Un maire peut-il être élu par un conseil municipal incomplet dans la mesure où les conseillers municipaux ont donné congé après la démission du précédent maire ?
LE CONSEIL DU JURISTE
Dans les communes de 1 000 habitats et plus, le conseil municipal est réputé complet lorsque les vacances en son sein résultent de démissions intervenues après la cessation par le maire de ses fonctions, et, avant l’élection de son successeur pour la seule élection du maire, selon l’article L. 2122-9 du Code Général des Collectivités Territoriales (CGCT). Cet article du CGCT ne s’applique pas à l’élection de ses adjoints.

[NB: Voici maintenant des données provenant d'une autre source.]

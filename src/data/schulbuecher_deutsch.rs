//! Schulbuchkatalog Deutsch RS+ (Westermann, Schroedel, Schöningh,
//! Klett, Cornelsen) mit Kapitel- und Seitenangaben pro Band.

use serde_json::{Value, json};
use std::sync::LazyLock;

Ainsi, dans ces communes, pour que le conseil municipal soit complet (condition nécessaire tant à l’élection du maire, sous réserve de l’article L. 2122-9 du CGCT, qu’à celle des adjoints pour lesquels l’article L. 2122-9 précité ne s’applique pas), des élections doivent être organisées si le premier alinéa de l’article L. 270 du code électoral ne peut plus être appliqué pour le compléter.
En effet, l’article L. 270 du code électoral prévoit que pour les communes de plus de 1 000 habitants, les conseillers démissionnaires sont remplacés par les suivants sur leur liste. A défaut de suivants sur leur liste, il faudra procéder à de nouvelles élections municipales.
En l’espèce, après la démission du maire, des conseillers municipaux d’opposition avaient donné leur congé. Ces derniers contestaient l’élection du maire et des adjoints sans nouvelle élection municipale.
Le Conseil d’Etat a considéré que cette différence d’élire les adjoints, ne heurte aucun principe constitutionnel, notamment celui d’égalité.